- Born: Kyoto, Japan
- Education: University of California, Berkeley
- Occupations: Author, Educator, Artist, Speaker, and Coach
- Writing career
- Subjects: Psychology of Sexuality, Japanese rope bondage, BDSM, Relationships
- Website: planetmidori.com

= Midori (author) =

Japanese-American artist, writer and sex educator

Midori (美登里) is a sexologist, educator, author, artist, speaker, and coach. Midori wrote the first English language book with instruction on Japanese rope bondage and continues to write on alternative sexual practices, including BDSM and sexual fetishism, bondage, erotic fiction, and more. She teaches classes, presents at conferences, coaches individuals and professionals, and facilitates in-depth weekend intensives. She is based in San Francisco, California.

== Biography ==
Midori was born in Kyoto, Japan, of Japanese and German parents. She grew up in Tokyo and moved to the United States at age 14. Midori studied psychology at University of California, Berkeley. She served as a United States Army Reserve Intelligence officer while earning a degree.

== Career ==
Early in her career she also worked as a condom manufacturer's sales representative. She spent a few years as a sex educator with San Francisco Sex Information. After serving in the military, she began her art career performing in queer nightclubs, collaborating with other "weirdo" transgressive and experimental artists.
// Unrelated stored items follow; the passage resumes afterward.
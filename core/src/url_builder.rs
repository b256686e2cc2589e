//! Base URL validation and request URL assembly.
//!
//! Query strings are canonical: keys come out sorted because filters are a
//! `BTreeMap`, and both keys and values are percent-encoded. Two calls with
//! the same filters always yield the same URL.

use std::collections::BTreeMap;

use url::Url;

use crate::error::ApiError;

/// Query parameters for list requests, e.g. `filter[country] => GB`.
pub type Filters = BTreeMap<String, String>;

/// Check that `base_url` is a usable absolute URL and return its normalised
/// form with trailing slashes stripped.
///
/// The returned string is the parser's serialisation, so every request URL is
/// built from exactly what was validated. Performs no network access.
pub fn validate_base_url(base_url: &str) -> Result<String, ApiError> {
    let base_url = base_url.trim();
    if base_url.is_empty() {
        return Err(ApiError::EmptyBaseUrl);
    }
    let invalid = |reason: &str| ApiError::InvalidBaseUrl {
        url: base_url.to_string(),
        reason: reason.to_string(),
    };
    // The URL parser silently drops tabs and newlines.
    if base_url.chars().any(|c| c.is_whitespace() || c.is_control()) {
        return Err(invalid("URL contains whitespace or control characters"));
    }
    let parsed = Url::parse(base_url).map_err(|e| invalid(&e.to_string()))?;
    if parsed.cannot_be_a_base() || !parsed.has_host() {
        return Err(invalid("URL has no host"));
    }
    if parsed.query().is_some() || parsed.fragment().is_some() {
        return Err(invalid("URL carries a query or fragment"));
    }
    Ok(parsed.as_str().trim_end_matches('/').to_string())
}

/// `host + path`, followed by `?k=v&k=v` when `query` is non-empty.
pub fn build_url(host: &str, path: &str, query: &BTreeMap<String, String>) -> String {
    let mut url = format!("{host}{path}");
    if !query.is_empty() {
        url.push('?');
        url.push_str(&encode_query(query));
    }
    url
}

/// Percent-encode a caller-supplied path segment such as an account id.
pub fn encode_segment(segment: &str) -> String {
    urlencoding::encode(segment).into_owned()
}

fn encode_query(query: &BTreeMap<String, String>) -> String {
    query
        .iter()
        .map(|(key, value)| format!("{}={}", urlencoding::encode(key), urlencoding::encode(value)))
        .collect::<Vec<_>>()
        .join("&")
}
Midori teaches internationally on BDSM, alternative sexuality, feminine dominance, Shibari / Japanese bondage, and kink. She has spoken at conferences, universities, and organizations promoting sexual health, wellness, and education.

In 2021, she worked with the Sexual Health Alliance to create the year-long Kink Informed Certification (KIC) Program which offers training to therapists, educators, coaches, or consultants who works with individuals engaging in kink, BDSM, and alternative sexuality.

She is known for her in-depth weekend intensives, ForteFemme: Women's Dominance Intensive and Rope Dojo: Rope Bondage Weekend Intensive where she uses her "head-heart-hands" method to create a space where people are allowed individual self-exploration. Her work focuses on helping people to create authentic and intimate relationships while emphasizing self-actualization, shame reduction, acceptance, and justice.

== Art ==
Midori is a multidisciplinary, social practice artist. She creates installations, performances, group exhibitions & social practice projects that examine human narratives, cultural experiences of queerness and Asian American Pacific Islander (AAPI) heritage, and ephemeral nature of memory and place. She has presented lectures at several universities and is a resident artist at the San Francisco Battery.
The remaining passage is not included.